O bispo tossica para arrancar Villon à sua contemplação. É uma obra que se vende à socapa. Vem da oficina de um certo Johann Fust, impressor em Mogúncia. François torna a poisar o livro em cima da mesa e deita a mão a uma maçã verde. Ouve a custo Chartier, cuja voz monocórdica se sobrepõe dificilmente ao estalido que os seus maxilares produzem ao triturar a polpa. O suco ácido irrita-lhe os abcessos que a dieta draconiana da prisão lhe causou. Cospe tudo o que tem na boca para o chão com um trejeito enojado. Chartier constata contristado o regresso do urso hirsuto. Villon parece agora escutá-lo com um só ouvido.

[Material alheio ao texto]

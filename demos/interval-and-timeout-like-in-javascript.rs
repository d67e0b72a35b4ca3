use std::time::Duration;
use thread_js_set_interval::{set_interval, set_timeout, TimerError};
use tracing_subscriber::EnvFilter;

fn main() -> Result<(), TimerError> {
    // RUST_LOG=thread_js_set_interval=debug shows when timers start and stop
    tracing_subscriber::fmt()
        .with_env_filter(EnvFilter::from_default_env())
        .init();

    println!("hello1");
    // dropped handles detach the timers, as in Javascript
    let _ = set_timeout!(println!("hello2"), 1900)?;
    println!("hello3");
    let _ = set_timeout!(println!("hello4"), 0)?;
    println!("hello5");
    let interval = set_interval!(println!("hello but from interval"), 333)?;

    std::thread::sleep(Duration::from_millis(2000));
    interval.cancel();
    let count = interval.join()?;
    println!("interval fired {count} times");
    Ok(())
}
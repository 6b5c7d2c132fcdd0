//! The part shared by requests and responses
//!
//! `Message` holds protocol version, headers and body. It's embedded into
//! `Request` and `Response`, and the `HttpMessage` trait gives all three the
//! same set of accessors and copy-on-write mutators.
use once_cell::unsync::OnceCell;

use crate::body::Body;
use crate::error::Result;
use crate::headers::{normalize_values, HeaderTable};
use crate::version::Version;


/// Protocol version, headers and body
#[derive(Debug, Clone, Default)]
pub struct Message {
    pub(crate) version: Version,
    pub(crate) headers: HeaderTable,
    pub(crate) body: OnceCell<Body>,
}

impl Message {
    pub fn new() -> Message {
        Message::default()
    }
    pub fn from_parts(version: Version, headers: HeaderTable,
        body: Option<Body>)
        -> Message
    {
        let cell = OnceCell::new();
        if let Some(body) = body {
            // cell is fresh, it can't be occupied
            let _ = cell.set(body);
        }
        Message {
            version,
            headers,
            body: cell,
        }
    }
}

/// Accessors and copy-on-write mutators of an HTTP message
///
/// Every `with_*`/`without_*` method consumes the message and returns the
/// changed one. When nothing would change the very same value is returned.
/// Body is shared between clones of the message, see `Body`.
pub trait HttpMessage: Sized {
    fn message(&self) -> &Message;
    fn message_mut(&mut self) -> &mut Message;

    fn protocol_version(&self) -> Version {
        self.message().version
    }
    fn with_protocol_version(mut self, version: Version) -> Self {
        if self.message().version != version {
            self.message_mut().version = version;
        }
        self
    }
    fn headers(&self) -> &HeaderTable {
        &self.message().headers
    }
    fn has_header(&self, name: &str) -> bool {
        self.message().headers.has(name)
    }
    /// Values of the header in any casing, empty if there is no header
    fn header(&self, name: &str) -> &[String] {
        self.message().headers.get(name)
    }
    /// Values of the header joined with a comma
    fn header_line(&self, name: &str) -> String {
        self.message().headers.get_line(name)
    }
    /// Replaces values of the header
    ///
    /// Values are trimmed of spaces and tabs. Fails if there are no values,
    /// the name isn't a valid token or some value contains a line break.
    fn with_header<I>(mut self, name: &str, values: I) -> Result<Self>
        where I: IntoIterator,
              I::Item: AsRef<str>,
    {
        let values = normalize_values(values)?;
        if self.message().headers.is_same(name, &values) {
            return Ok(self);
        }
        self.message_mut().headers.set(name, values)?;
        Ok(self)
    }
    /// Appends values to the header, keeping its current name
    fn with_added_header<I>(mut self, name: &str, values: I) -> Result<Self>
        where I: IntoIterator,
              I::Item: AsRef<str>,
    {
        self.message_mut().headers.add(name, values)?;
        Ok(self)
    }
    /// Removes the header, does nothing if it's absent
    fn without_header(mut self, name: &str) -> Self {
        if self.message().headers.has(name) {
            self.message_mut().headers.remove(name);
        }
        self
    }
    /// The body, an empty one is created on first access
    fn body(&self) -> &Body {
        self.message().body.get_or_init(Body::empty)
    }
    /// Replaces the body, does nothing if it's the same instance
    fn with_body<B: Into<Body>>(mut self, body: B) -> Self {
        let body = body.into();
        let same = self.message().body.get()
            .map(|old| old.ptr_eq(&body))
            .unwrap_or(false);
        if !same {
            self.message_mut().body = OnceCell::from(body);
        }
        self
    }
}

impl HttpMessage for Message {
    fn message(&self) -> &Message {
        self
    }
    fn message_mut(&mut self) -> &mut Message {
        self
    }
}
use std::fmt;
use std::str::FromStr;

use chrono::TimeDelta;

use crate::context::{http_date, Context, DELETED_COOKIE_MAX_AGE};
use crate::error::{Error, Result};


/// Value of the `SameSite` cookie attribute
#[derive(Debug, Clone, Copy, PartialEq, Eq, Hash)]
pub enum SameSite {
    Lax,
    Strict,
}

impl FromStr for SameSite {
    type Err = Error;
    fn from_str(s: &str) -> Result<SameSite> {
        if s.eq_ignore_ascii_case("lax") {
            Ok(SameSite::Lax)
        } else if s.eq_ignore_ascii_case("strict") {
            Ok(SameSite::Strict)
        } else {
            Err(Error::invalid(format!("invalid SameSite value {:?}", s)))
        }
    }
}

impl fmt::Display for SameSite {
    fn fmt(&self, f: &mut fmt::Formatter) -> fmt::Result {
        f.write_str(match *self {
            SameSite::Lax => "Lax",
            SameSite::Strict => "Strict",
        })
    }
}

fn is_separator(ch: char) -> bool {
    matches!(ch, '(' | ')' | '<' | '>' | '@' | ',' | ';' | ':' | '\\' |
                 '"' | '/' | '[' | ']' | '?' | '=' | '{' | '}' | ' ' | '\t')
}

/// A cookie to be sent with `Set-Cookie` header
///
/// Created with `Cookie::new` and tuned with builder methods. The header
/// value is produced by `format`, which also validates the cookie.
#[derive(Debug, Clone, PartialEq, Eq)]
pub struct Cookie {
    name: String,
    value: String,
    max_age: i64,
    path: Option<String>,
    domain: Option<String>,
    secure: bool,
    http_only: bool,
    same_site: Option<SameSite>,
    raw: bool,
}

impl Cookie {
    /// Cookie with the value, an empty value means the cookie is deleted
    pub fn new(name: &str, value: &str) -> Cookie {
        Cookie {
            name: name.to_string(),
            value: value.to_string(),
            max_age: 0,
            path: None,
            domain: None,
            secure: false,
            http_only: false,
            same_site: None,
            raw: false,
        }
    }
    /// Lifetime in seconds, zero or negative means a session cookie
    pub fn max_age(mut self, seconds: i64) -> Cookie {
        self.max_age = seconds;
        self
    }
    pub fn path(mut self, path: &str) -> Cookie {
        self.path = Some(path.to_string());
        self
    }
    pub fn domain(mut self, domain: &str) -> Cookie {
        self.domain = Some(domain.to_string());
        self
    }
    pub fn secure(mut self, secure: bool) -> Cookie {
        self.secure = secure;
        self
    }
    pub fn http_only(mut self, http_only: bool) -> Cookie {
        self.http_only = http_only;
        self
    }
    pub fn same_site(mut self, same_site: Option<SameSite>) -> Cookie {
        self.same_site = same_site;
        self
    }
    /// Don't percent-encode name and value
    pub fn raw(mut self, raw: bool) -> Cookie {
        self.raw = raw;
        self
    }
    pub fn name(&self) -> &str {
        &self.name
    }
    pub fn value(&self) -> &str {
        &self.value
    }

    /// Checks name (and value for raw cookies)
    pub fn validate(&self) -> Result<()> {
        if self.name.is_empty() {
            return Err(Error::invalid("cookie name must not be empty"));
        }
        if self.name.chars().any(|c| c.is_control() || is_separator(c)) {
            return Err(Error::invalid(
                format!("cookie name {:?} contains invalid characters",
                        self.name)));
        }
        if self.raw && self.value.chars()
            .any(|c| c.is_control() || matches!(c, ';' | ',' | ' ' | '\t'))
        {
            return Err(Error::invalid(
                format!("raw cookie value {:?} contains invalid characters",
                        self.value)));
        }
        Ok(())
    }

    fn encode<'a>(&self, text: &'a str) -> std::borrow::Cow<'a, str> {
        if self.raw {
            text.into()
        } else {
            urlencoding::encode(text)
        }
    }

    /// Value of the `Set-Cookie` header
    ///
    /// `Expires` attribute is computed from the clock of the context, the
    /// context also provides the path used when none is set.
    pub fn format<C: Context + ?Sized>(&self, ctx: &C) -> Result<String> {
        self.validate()?;
        let now = ctx.now();
        let expires = |seconds: i64| -> Result<String> {
            TimeDelta::try_seconds(seconds)
                .and_then(|delta| now.checked_add_signed(delta))
                .map(http_date)
                .ok_or_else(|| Error::invalid(
                    format!("cookie max-age {} is out of range", seconds)))
        };
        let name = self.encode(&self.name);
        let mut parts = Vec::new();
        if self.value.is_empty() {
            parts.push(format!("{}=deleted", name));
            parts.push(format!("Expires={}", expires(DELETED_COOKIE_MAX_AGE)?));
            parts.push(format!("Max-Age={}", DELETED_COOKIE_MAX_AGE));
        } else {
            parts.push(format!("{}={}", name, self.encode(&self.value)));
            if self.max_age > 0 {
                parts.push(format!("Expires={}", expires(self.max_age)?));
                parts.push(format!("Max-Age={}", self.max_age));
            }
        }
        let path = match self.path {
            Some(ref path) if !path.is_empty() => &path[..],
            _ => ctx.default_cookie_path(),
        };
        parts.push(format!("Path={}", path));
        if let Some(ref domain) = self.domain {
            if !domain.is_empty() {
                parts.push(format!("Domain={}", domain));
            }
        }
        if self.secure {
            parts.push("Secure".to_string());
        }
        if self.http_only {
            parts.push("HttpOnly".to_string());
        }
        if let Some(same_site) = self.same_site {
            parts.push(format!("SameSite={}", same_site));
        }
        let out = parts.join("; ");
        Ok(out)
    }
}

#[cfg(test)]
mod test {
    use chrono::{DateTime, TimeZone, Utc};

    use super::{Cookie, SameSite};
    use crate::context::Context;

    struct Fixed;

    impl Context for Fixed {
        fn now(&self) -> DateTime<Utc> {
            Utc.with_ymd_and_hms(2020, 1, 1, 0, 0, 0).unwrap()
        }
    }

    #[test]
    fn test_plain() {
        let cookie = Cookie::new("a", "b").max_age(0).path("/");
        assert_eq!(cookie.format(&Fixed).unwrap(), "a=b; Path=/");
    }

    #[test]
    fn test_deleted() {
        let line = Cookie::new("a", "").format(&Fixed).unwrap();
        assert_eq!(line, "a=deleted; Expires=Mon, 31 Dec 2018 23:59:59 GMT; \
                          Max-Age=-31536001; Path=/");
    }

    #[test]
    fn test_max_age() {
        let line = Cookie::new("sid", "x y").max_age(60).format(&Fixed)
            .unwrap();
        assert_eq!(line, "sid=x%20y; Expires=Wed, 01 Jan 2020 00:01:00 GMT; \
                          Max-Age=60; Path=/");
    }

    #[test]
    fn test_all_attributes() {
        let line = Cookie::new("id", "1")
            .path("/app")
            .domain("example.com")
            .secure(true)
            .http_only(true)
            .same_site(Some(SameSite::Strict))
            .format(&Fixed).unwrap();
        assert_eq!(line, "id=1; Path=/app; Domain=example.com; Secure; \
                          HttpOnly; SameSite=Strict");
    }

    #[test]
    fn test_raw() {
        let line = Cookie::new("n", "a%2Fb").raw(true).format(&Fixed).unwrap();
        assert_eq!(line, "n=a%2Fb; Path=/");
        assert!(Cookie::new("n", "a;b").raw(true).format(&Fixed).is_err());
    }

    #[test]
    fn test_invalid_name() {
        for name in &["", "a b", "a=b", "a;b", "a\u{7f}"] {
            assert!(Cookie::new(name, "v").format(&Fixed)
                    .unwrap_err().is_validation());
        }
    }

    #[test]
    fn test_same_site() {
        assert_eq!("lax".parse::<SameSite>().unwrap(), SameSite::Lax);
        assert_eq!("Strict".parse::<SameSite>().unwrap(), SameSite::Strict);
        assert!("none".parse::<SameSite>().unwrap_err().is_validation());
    }

    #[test]
    fn test_max_age_overflow() {
        assert!(Cookie::new("a", "b").max_age(i64::MAX).format(&Fixed)
                .unwrap_err().is_validation());
    }
}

O bispo retoma a sua exposição contrariado, cada vez menos persuadido do préstimo da sua visita. Mas não pode voltar da sua visita de mãos a abanar. O rei insiste em ter Villon por candidato ideal, apesar do entendimento adverso dos seus conselheiros. A maneira como Johann Fust gere os seus negócios intriga no mais alto grau a corte. Aquele impressor alemão abriu várias oficinas em pequenas povoações isoladas, na Baviera, na Flandres e no Norte de Itália. Aparenta não tirar qualquer ganho mercantil destas sucursais. E contudo, no mapa, a sua distribuição evoca um movimento militar. Que objectivo tem? De acordo com as informações obtidas, Fust perde dinheiro todos os dias. Em Mogúncia, publica bíblias e obras piedosas por encomenda, mas noutros lugares as suas prensas artesanais imprimem volumes de um género completamente diferente: antigos escritos gregos ou romanos, recentes tratados de medicina e de astronomia que só ele parece capaz de obter, sem que seja possível descobrir-lhes a proveniência.
Quem o abastece? Na cópia de A República, que Villon tinha há pouco nas mãos, Platão expõe de que modo deve a cidade ser governada. É um texto que confirma Luís XI nos seus desígnios políticos. Fortalece igualmente o estatuto da Igreja de França, desejosa de se desembaraçar do jugo apostólico. Daí a oposição de Roma. Porque se obstina Fust em publicar obras que tais, expondo-se ao risco de sofrer as fulminações da Inquisição (maldita)? François inclina-se para o lado do volume com um ar perplexo, ponderando que o seu peso é suficiente para abater o bispo. Aponta ostensivamente com o dedo as paredes húmidas da cela e, em seguida, designa o festim com um gesto arredondado da mão. Será possível uma carestia tão grande de bufos? Não se trata de denunciar o impressor, mestre Villon, mas de estabelecer cumplicidade com ele. François sorri, tranquilizado. Seria bastante ridículo recrutá-lo como denunciante. Preso e torturado várias vezes, nunca traiu um só dos seus cúmplices. A delação não faz parte do repertório dos seus numerosos vícios e pechas. Chartier abstém-se de lhe fazer semelhante injúria, servindo-lhe um magnânimo copo cheio de aguardente». In Raphael Jerusalmy, Os Caçadores de Livros, 2013, tradução de Miguel Serras Pereira, Clube do Autor, Lisboa, 2015, ISBN 978-989-724-237-3.